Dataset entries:

○ ○ ○ ○

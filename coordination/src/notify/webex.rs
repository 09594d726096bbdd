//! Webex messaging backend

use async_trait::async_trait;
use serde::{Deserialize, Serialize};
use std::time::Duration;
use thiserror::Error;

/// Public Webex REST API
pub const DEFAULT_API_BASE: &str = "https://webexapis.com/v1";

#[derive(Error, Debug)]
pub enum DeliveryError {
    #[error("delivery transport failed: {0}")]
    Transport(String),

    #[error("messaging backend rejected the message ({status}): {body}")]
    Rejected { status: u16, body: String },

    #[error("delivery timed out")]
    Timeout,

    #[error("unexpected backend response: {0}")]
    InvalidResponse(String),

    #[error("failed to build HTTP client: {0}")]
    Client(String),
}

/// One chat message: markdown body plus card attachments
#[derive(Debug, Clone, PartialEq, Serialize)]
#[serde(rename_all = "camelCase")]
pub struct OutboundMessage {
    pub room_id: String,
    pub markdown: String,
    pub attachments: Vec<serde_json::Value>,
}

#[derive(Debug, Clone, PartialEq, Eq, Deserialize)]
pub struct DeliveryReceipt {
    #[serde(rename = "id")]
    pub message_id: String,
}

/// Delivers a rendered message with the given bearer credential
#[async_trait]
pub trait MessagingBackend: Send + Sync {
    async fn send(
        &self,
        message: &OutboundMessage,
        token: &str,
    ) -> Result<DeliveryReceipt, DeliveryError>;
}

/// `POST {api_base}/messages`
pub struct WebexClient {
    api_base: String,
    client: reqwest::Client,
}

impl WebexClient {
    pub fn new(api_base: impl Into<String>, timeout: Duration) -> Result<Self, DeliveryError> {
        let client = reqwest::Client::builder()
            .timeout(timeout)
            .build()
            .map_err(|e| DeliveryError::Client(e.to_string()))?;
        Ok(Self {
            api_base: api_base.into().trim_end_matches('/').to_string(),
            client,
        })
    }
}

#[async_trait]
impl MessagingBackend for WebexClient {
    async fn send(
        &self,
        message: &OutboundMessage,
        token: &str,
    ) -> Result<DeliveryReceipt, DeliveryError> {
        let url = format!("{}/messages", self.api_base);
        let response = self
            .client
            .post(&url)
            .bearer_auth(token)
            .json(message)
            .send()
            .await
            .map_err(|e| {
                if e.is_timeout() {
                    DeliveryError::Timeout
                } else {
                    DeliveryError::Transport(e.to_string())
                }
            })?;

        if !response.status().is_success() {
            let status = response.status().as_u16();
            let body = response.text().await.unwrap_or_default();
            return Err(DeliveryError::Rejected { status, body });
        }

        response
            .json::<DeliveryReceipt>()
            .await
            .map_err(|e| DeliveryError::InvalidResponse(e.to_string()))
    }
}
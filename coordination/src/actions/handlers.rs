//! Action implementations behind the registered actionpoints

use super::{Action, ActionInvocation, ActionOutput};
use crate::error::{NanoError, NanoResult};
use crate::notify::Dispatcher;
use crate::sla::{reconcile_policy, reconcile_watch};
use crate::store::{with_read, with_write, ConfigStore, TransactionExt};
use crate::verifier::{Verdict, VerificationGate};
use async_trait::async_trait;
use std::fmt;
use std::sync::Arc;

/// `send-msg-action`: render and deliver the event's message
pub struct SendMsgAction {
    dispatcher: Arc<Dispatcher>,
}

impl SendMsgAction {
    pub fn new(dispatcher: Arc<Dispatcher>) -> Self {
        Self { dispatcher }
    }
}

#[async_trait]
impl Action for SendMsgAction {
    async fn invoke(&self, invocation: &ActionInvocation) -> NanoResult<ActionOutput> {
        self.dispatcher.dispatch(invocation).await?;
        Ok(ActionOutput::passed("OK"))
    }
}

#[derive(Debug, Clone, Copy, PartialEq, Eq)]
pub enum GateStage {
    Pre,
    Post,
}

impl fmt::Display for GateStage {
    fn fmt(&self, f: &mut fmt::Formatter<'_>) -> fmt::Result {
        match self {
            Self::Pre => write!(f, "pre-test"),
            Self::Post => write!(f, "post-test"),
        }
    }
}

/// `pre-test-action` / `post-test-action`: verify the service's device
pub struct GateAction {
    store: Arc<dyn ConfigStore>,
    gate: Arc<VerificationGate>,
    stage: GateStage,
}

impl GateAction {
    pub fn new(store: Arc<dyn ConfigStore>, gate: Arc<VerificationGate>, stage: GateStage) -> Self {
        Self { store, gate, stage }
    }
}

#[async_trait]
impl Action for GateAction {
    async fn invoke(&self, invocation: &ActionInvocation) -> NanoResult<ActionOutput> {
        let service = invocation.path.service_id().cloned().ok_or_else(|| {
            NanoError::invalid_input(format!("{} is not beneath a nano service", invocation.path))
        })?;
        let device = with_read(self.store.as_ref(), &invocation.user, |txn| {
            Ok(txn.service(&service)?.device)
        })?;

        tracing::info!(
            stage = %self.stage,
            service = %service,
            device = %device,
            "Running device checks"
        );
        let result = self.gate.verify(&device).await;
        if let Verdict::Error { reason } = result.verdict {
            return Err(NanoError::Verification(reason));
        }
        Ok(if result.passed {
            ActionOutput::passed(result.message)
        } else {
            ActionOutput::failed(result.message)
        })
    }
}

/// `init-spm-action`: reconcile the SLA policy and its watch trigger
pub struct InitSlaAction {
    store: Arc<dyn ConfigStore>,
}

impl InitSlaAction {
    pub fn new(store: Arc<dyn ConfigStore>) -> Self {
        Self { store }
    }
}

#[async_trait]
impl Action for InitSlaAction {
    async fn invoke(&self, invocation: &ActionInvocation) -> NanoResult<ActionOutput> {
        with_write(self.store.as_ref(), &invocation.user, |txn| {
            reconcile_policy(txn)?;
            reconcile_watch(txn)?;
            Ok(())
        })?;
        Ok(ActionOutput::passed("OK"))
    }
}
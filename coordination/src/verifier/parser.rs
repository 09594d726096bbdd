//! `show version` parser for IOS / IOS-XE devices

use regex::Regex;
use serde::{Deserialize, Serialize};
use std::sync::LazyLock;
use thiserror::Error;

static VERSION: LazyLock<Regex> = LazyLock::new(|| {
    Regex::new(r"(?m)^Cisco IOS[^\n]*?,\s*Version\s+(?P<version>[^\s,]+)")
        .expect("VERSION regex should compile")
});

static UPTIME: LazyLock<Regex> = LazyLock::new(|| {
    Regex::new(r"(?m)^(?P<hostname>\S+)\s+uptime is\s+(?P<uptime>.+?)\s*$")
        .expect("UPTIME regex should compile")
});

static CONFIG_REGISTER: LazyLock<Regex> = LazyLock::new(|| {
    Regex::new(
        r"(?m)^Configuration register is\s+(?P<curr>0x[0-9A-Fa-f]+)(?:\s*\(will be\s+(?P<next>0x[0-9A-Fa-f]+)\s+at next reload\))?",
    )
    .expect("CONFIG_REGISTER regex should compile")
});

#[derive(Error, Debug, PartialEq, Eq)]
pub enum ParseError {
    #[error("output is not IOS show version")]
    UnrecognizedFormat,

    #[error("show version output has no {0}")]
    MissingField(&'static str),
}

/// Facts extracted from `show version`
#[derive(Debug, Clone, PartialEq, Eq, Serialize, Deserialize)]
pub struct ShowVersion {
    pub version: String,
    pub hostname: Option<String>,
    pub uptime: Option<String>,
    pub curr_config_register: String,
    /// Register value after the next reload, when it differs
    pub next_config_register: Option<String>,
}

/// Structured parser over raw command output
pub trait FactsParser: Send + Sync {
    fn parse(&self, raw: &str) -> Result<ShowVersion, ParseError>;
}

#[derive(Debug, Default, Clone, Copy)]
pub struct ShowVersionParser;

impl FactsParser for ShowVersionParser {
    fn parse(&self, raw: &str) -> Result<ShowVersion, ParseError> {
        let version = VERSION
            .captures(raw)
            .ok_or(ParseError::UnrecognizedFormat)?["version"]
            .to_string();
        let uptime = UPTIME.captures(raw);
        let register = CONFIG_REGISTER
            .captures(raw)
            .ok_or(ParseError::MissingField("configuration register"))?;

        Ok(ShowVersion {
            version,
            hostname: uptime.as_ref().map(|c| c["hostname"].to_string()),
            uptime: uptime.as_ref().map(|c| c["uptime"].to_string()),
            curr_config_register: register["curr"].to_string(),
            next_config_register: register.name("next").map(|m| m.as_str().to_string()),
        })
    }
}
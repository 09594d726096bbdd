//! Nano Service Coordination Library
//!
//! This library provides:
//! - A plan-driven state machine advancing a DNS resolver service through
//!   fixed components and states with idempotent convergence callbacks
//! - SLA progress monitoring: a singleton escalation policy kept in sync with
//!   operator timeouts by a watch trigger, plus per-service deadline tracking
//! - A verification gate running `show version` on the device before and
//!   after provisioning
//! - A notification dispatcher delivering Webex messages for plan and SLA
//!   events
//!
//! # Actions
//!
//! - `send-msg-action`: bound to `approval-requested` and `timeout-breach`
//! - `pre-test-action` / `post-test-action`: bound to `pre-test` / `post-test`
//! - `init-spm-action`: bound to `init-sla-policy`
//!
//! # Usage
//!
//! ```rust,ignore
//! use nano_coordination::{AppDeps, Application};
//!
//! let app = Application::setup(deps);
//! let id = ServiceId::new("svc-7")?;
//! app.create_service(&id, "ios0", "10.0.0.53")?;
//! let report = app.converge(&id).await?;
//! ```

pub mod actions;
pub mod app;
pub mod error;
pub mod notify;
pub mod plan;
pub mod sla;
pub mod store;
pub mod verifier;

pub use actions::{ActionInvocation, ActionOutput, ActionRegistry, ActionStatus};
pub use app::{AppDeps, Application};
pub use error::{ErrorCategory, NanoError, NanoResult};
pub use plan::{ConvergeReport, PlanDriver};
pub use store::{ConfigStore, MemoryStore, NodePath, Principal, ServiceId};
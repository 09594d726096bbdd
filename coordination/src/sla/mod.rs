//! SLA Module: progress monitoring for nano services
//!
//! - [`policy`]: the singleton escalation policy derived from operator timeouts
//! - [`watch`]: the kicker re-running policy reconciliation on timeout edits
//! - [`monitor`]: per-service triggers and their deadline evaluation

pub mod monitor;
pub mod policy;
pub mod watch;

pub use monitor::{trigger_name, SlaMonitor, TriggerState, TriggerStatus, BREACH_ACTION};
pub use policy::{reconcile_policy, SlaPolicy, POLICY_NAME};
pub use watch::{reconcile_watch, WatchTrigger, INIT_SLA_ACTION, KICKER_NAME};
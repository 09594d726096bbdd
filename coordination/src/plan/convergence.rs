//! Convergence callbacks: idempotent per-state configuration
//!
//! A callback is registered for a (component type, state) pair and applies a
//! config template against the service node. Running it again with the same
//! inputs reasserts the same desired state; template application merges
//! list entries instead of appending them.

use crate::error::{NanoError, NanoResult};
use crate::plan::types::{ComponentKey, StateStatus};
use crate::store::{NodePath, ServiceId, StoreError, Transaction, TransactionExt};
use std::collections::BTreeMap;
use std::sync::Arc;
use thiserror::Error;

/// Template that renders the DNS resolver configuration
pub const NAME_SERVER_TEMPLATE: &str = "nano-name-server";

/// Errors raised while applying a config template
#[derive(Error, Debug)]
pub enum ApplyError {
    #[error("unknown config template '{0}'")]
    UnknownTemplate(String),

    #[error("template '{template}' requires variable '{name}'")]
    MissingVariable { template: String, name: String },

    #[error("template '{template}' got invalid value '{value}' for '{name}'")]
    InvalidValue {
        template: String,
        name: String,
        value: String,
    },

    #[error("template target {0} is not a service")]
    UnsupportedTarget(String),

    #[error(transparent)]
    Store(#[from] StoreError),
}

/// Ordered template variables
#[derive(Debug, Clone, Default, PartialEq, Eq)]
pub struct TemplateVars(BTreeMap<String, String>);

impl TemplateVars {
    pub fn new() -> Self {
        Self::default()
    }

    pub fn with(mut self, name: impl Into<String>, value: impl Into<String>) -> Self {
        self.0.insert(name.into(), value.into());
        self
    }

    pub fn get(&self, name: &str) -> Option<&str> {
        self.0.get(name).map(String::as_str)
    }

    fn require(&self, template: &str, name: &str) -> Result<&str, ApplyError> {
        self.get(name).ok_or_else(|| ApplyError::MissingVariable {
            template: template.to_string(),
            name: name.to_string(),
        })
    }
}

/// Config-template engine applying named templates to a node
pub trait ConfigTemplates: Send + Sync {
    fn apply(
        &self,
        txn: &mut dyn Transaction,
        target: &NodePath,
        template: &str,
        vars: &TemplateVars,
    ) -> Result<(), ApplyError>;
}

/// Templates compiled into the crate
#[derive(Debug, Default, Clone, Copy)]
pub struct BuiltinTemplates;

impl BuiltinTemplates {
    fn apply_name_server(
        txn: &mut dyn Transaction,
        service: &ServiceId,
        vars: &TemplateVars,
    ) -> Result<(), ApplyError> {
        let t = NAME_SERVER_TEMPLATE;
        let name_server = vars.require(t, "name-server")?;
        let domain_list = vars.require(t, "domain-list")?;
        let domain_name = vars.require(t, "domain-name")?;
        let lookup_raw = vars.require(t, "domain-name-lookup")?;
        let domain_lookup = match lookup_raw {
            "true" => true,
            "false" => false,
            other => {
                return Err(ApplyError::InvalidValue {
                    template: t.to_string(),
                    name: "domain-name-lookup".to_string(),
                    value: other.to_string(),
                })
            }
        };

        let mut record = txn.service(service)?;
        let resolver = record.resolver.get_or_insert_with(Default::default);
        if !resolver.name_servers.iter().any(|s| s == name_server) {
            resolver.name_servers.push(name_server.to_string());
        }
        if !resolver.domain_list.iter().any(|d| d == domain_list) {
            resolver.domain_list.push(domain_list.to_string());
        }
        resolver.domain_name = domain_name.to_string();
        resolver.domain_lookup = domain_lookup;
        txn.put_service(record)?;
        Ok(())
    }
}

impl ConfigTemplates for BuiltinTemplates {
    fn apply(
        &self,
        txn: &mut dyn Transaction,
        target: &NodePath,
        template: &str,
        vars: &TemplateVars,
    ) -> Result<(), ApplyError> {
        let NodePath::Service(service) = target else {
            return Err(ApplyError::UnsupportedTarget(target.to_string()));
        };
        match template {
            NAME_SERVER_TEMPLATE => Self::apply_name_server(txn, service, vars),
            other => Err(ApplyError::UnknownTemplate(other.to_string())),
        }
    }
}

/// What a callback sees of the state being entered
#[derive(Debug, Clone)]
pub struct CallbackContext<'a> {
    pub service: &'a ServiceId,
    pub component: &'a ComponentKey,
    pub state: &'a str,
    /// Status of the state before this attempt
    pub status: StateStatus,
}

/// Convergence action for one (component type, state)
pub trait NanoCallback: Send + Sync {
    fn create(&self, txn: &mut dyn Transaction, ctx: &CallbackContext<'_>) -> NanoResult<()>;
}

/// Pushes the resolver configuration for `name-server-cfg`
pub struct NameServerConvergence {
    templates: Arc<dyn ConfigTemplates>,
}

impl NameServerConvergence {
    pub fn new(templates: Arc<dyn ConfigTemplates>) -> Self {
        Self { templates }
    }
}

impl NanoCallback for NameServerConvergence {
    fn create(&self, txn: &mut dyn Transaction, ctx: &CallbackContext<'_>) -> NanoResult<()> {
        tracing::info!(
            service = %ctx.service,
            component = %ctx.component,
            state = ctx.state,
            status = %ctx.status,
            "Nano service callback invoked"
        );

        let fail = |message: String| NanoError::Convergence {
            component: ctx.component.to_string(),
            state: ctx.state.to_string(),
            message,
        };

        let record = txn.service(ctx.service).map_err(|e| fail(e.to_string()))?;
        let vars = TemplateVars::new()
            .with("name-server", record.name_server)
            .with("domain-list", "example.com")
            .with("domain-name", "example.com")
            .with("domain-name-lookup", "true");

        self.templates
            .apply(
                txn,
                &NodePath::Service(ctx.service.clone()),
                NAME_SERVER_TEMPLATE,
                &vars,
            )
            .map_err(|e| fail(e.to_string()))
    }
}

○ ○ ○ ○

### Required work
Copy, exactly and only, the lines above that begin with the one containing "if let Verdict::Error" and finish with the one containing "its watch trigger".

### Result below
        if let Verdict::Error { reason } = result.verdict {
            return Err(NanoError::Verification(reason));
        }
        Ok(if result.passed {
            ActionOutput::passed(result.message)
        } else {
            ActionOutput::failed(result.message)
        })
    }
}

/// `init-spm-action`: reconcile the SLA policy and its watch trigger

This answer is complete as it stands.